一方ESPNを所有するディズニーは7月3日に終了した四半期の売上高を、前年同期比45%増の170億ドルと発表しました。これは、再開したパークへの訪問者数が大幅に回復したことによるものですが、前年同期の売上高202億ドルには及びませんでした。一方でDisney+の加入者数は予想を上回り、全世界で1億1,600万人に達し、前期の1億360万人を上回りました。またESPN+の加入者数も急増し、前年同期比75%増の約1,500万人となりました。
 
ESPNは他社と比べてスポーツベッティングに対しては慎重な印象でした。現在Daily Wagerというギャンブル専門の番組などを運営している程度です。一方ESPN以外の多くのメディア企業が、スポーツ賭博コンテンツを自社のプラットフォームに統合したり、パートナーシップを結んでこの分野に参入する方法を模索しています。
 
FoxはFox Betを立ち上げ、DraftKingsやFanDuelに直接対抗しようとしています。このプラットフォームは、Foxが4.99%の株式を保有するオンラインスポーツ賭博会社Stars Groupによって運営されています。またCBSスポーツは昨年、William Hill社とパートナーシップ契約を結び、同社のデータをウェブサイトや番組で使用しています。今年初めには、OTTリニアサービスのFuboTVがオンラインスポーツブックを買収し、同社のTVプラットフォームに統合する予定です。

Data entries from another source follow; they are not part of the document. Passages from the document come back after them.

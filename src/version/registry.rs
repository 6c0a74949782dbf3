// Copyright (c) 2025 Erick Bourgeois, firestoned
// SPDX-License-Identifier: MIT

//! Minimal OCI distribution client used to pin image digests.
//!
//! For an image reference the client fetches the manifest, records the
//! `Docker-Content-Digest`, follows an image index to its `linux/amd64` entry
//! and reads the config blob labels `com.dynatrace.type` and
//! `com.dynatrace.build-version`.
//!
//! Credentials come from the `.dockerconfigjson` of the pull secret.

use crate::constants::{IMAGE_TYPE_LABEL, IMAGE_VERSION_LABEL};
use crate::errors::VersionError;
use crate::version::image::ImageReference;
use async_trait::async_trait;
use base64::Engine as _;
use reqwest::Client as HttpClient;
use serde::Deserialize;
use sha2::{Digest, Sha256};
use std::collections::BTreeMap;
use tracing::debug;

/// Default registry for references without a host.
const DOCKER_HUB_REGISTRY: &str = "registry-1.docker.io";

const MANIFEST_ACCEPT: &str = "application/vnd.oci.image.index.v1+json, \
application/vnd.oci.image.manifest.v1+json, \
application/vnd.docker.distribution.manifest.list.v2+json, \
application/vnd.docker.distribution.manifest.v2+json";

/// What the registry reports about one image.
#[derive(Clone, Debug, Default, PartialEq, Eq)]
pub struct ImageVersion {
    /// `sha256:<hex>` of the top-level manifest.
    pub digest: String,
    /// Value of the `com.dynatrace.build-version` label.
    pub version: Option<String>,
    /// Value of the `com.dynatrace.type` label.
    pub r#type: Option<String>,
}

/// Registry lookups needed to pin an image.
#[async_trait]
pub trait RegistryClient: Send + Sync {
    async fn image_version(&self, image: &str) -> Result<ImageVersion, VersionError>;
}

/// Username and password per registry host.
#[derive(Clone, Debug, Default, PartialEq, Eq)]
pub struct RegistryCredentials {
    auths: BTreeMap<String, (String, String)>,
}

#[derive(Deserialize)]
struct DockerConfig {
    #[serde(default)]
    auths: BTreeMap<String, DockerAuth>,
}

#[derive(Deserialize)]
struct DockerAuth {
    #[serde(default)]
    username: Option<String>,
    #[serde(default)]
    password: Option<String>,
    #[serde(default)]
    auth: Option<String>,
}

impl RegistryCredentials {
    /// Parse the content of a `.dockerconfigjson` key.
    ///
    /// # Errors
    ///
    /// Returns an error if the document is not valid JSON.
    pub fn from_docker_config(raw: &[u8]) -> anyhow::Result<Self> {
        let config: DockerConfig = serde_json::from_slice(raw)?;
        let mut auths = BTreeMap::new();
        for (host, entry) in config.auths {
            let pair = match (entry.username, entry.password, entry.auth) {
                (Some(user), Some(pass), _) => Some((user, pass)),
                (_, _, Some(auth)) => base64::engine::general_purpose::STANDARD
                    .decode(auth)
                    .ok()
                    .and_then(|decoded| String::from_utf8(decoded).ok())
                    .and_then(|decoded| {
                        decoded
                            .split_once(':')
                            .map(|(u, p)| (u.to_string(), p.to_string()))
                    }),
                _ => None,
            };
            if let Some(pair) = pair {
                auths.insert(normalize_host(&host).to_string(), pair);
            }
        }
        Ok(Self { auths })
    }

    #[must_use]
    pub fn for_host(&self, host: &str) -> Option<&(String, String)> {
        self.auths.get(host)
    }
}

fn normalize_host(host: &str) -> &str {
    let host = host
        .trim_start_matches("https://")
        .trim_start_matches("http://");
    host.split('/').next().unwrap_or(host)
}

#[derive(Deserialize)]
#[serde(rename_all = "camelCase")]
struct Manifest {
    #[serde(default)]
    media_type: Option<String>,
    #[serde(default)]
    manifests: Vec<ManifestEntry>,
    #[serde(default)]
    config: Option<Descriptor>,
}

#[derive(Deserialize)]
struct ManifestEntry {
    digest: String,
    #[serde(default)]
    platform: Option<Platform>,
}

#[derive(Deserialize)]
struct Platform {
    architecture: String,
    os: String,
}

#[derive(Deserialize)]
struct Descriptor {
    digest: String,
}

#[derive(Deserialize)]
struct ImageConfig {
    #[serde(default)]
    config: Option<ImageConfigInner>,
}

#[derive(Deserialize)]
struct ImageConfigInner {
    #[serde(rename = "Labels", default)]
    labels: Option<BTreeMap<String, String>>,
}

/// [`RegistryClient`] speaking the OCI distribution API over reqwest.
pub struct OciRegistryClient {
    http: HttpClient,
    credentials: RegistryCredentials,
    scheme: &'static str,
}

impl OciRegistryClient {
    #[must_use]
    pub fn new(http: HttpClient, credentials: RegistryCredentials) -> Self {
        Self {
            http,
            credentials,
            scheme: "https",
        }
    }

    /// Talk plain HTTP, for local registries.
    #[must_use]
    pub fn with_plain_http(mut self) -> Self {
        self.scheme = "http";
        self
    }

    async fn fetch(
        &self,
        host: &str,
        url: &str,
        image: &str,
        accept: &str,
    ) -> Result<(Option<String>, Vec<u8>), VersionError> {
        let failed = |reason: String| VersionError::Registry {
            image: image.to_string(),
            reason,
        };

        let mut request = self.http.get(url).header("Accept", accept);
        if let Some((user, pass)) = self.credentials.for_host(host) {
            request = request.basic_auth(user, Some(pass));
        }

        let response = request
            .send()
            .await
            .map_err(|e| failed(format!("failed to send request: {e}")))?;
        let status = response.status();
        if !status.is_success() {
            return Err(failed(format!("HTTP {status} for {url}")));
        }

        let digest = response
            .headers()
            .get("Docker-Content-Digest")
            .and_then(|v| v.to_str().ok())
            .map(str::to_string);
        let body = response
            .bytes()
            .await
            .map_err(|e| failed(format!("failed to read body: {e}")))?;
        Ok((digest, body.to_vec()))
    }
}

fn sha256_digest(body: &[u8]) -> String {
    format!("sha256:{:x}", Sha256::digest(body))
}

#[async_trait]
impl RegistryClient for OciRegistryClient {
    async fn image_version(&self, image: &str) -> Result<ImageVersion, VersionError> {
        let reference = ImageReference::parse(image)?;
        let host = reference.registry().unwrap_or(DOCKER_HUB_REGISTRY).to_string();
        let path = reference.path().to_string();
        let manifest_ref = reference
            .manifest_reference()
            .unwrap_or("latest")
            .to_string();
        let base = format!("{}://{host}/v2/{path}", self.scheme);
        let decode_failed = |reason: String| VersionError::Registry {
            image: image.to_string(),
            reason,
        };

        debug!(image = %image, "Probing registry for image digest");

        let (header_digest, body) = self
            .fetch(&host, &format!("{base}/manifests/{manifest_ref}"), image, MANIFEST_ACCEPT)
            .await?;
        let digest = header_digest.unwrap_or_else(|| sha256_digest(&body));

        let mut manifest: Manifest = serde_json::from_slice(&body)
            .map_err(|e| decode_failed(format!("invalid manifest: {e}")))?;

        let is_index = manifest
            .media_type
            .as_deref()
            .is_some_and(|m| m.contains("index") || m.contains("manifest.list"))
            || !manifest.manifests.is_empty();
        if is_index {
            let entry = manifest
                .manifests
                .iter()
                .find(|m| {
                    m.platform
                        .as_ref()
                        .is_some_and(|p| p.os == "linux" && p.architecture == "amd64")
                })
                .or_else(|| manifest.manifests.first())
                .ok_or_else(|| decode_failed("empty image index".to_string()))?;
            let (_, child) = self
                .fetch(&host, &format!("{base}/manifests/{}", entry.digest), image, MANIFEST_ACCEPT)
                .await?;
            manifest = serde_json::from_slice(&child)
                .map_err(|e| decode_failed(format!("invalid manifest: {e}")))?;
        }

        let labels = match manifest.config {
            Some(config) => {
                let (_, blob) = self
                    .fetch(&host, &format!("{base}/blobs/{}", config.digest), image, "*/*")
                    .await?;
                let config: ImageConfig = serde_json::from_slice(&blob)
                    .map_err(|e| decode_failed(format!("invalid image config: {e}")))?;
                config.config.and_then(|c| c.labels).unwrap_or_default()
            }
            None => BTreeMap::new(),
        };

        Ok(ImageVersion {
            digest,
            version: labels.get(IMAGE_VERSION_LABEL).cloned(),
            r#type: labels.get(IMAGE_TYPE_LABEL).cloned(),
        })
    }
}

#[cfg(test)]
#[path = "registry_tests.rs"]
mod registry_tests;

さらにはNFLは今シーズン初めて、スポーツ・ベッティング・カンパニーが試合中に広告を購入することを許可しました。ただし、広告は1試合につき6スポットに限定され、許可されたギャンブル・カンパニー7社のみが対象となります。その中には、NFLの公式スポーツ・ベッティング・パートナーであるCaesars、DraftKings、FanDuelの3社が含まれています。また、NFLは、BetMGM、WynnBET、PointsBet、Fox Betも広告掲載を認めています。

どんどんスポーツベッティングがテレビCMをさらに占めていくのはヨーロッパの先例を見るとアメリカでも避けられそうにありません。もともと他の国と比べると処方薬のCMが多い印象のアメリカ、ベッティングのCMが加わることでさらに変わり映えのしないCMばかりになってしまうのでしょうか。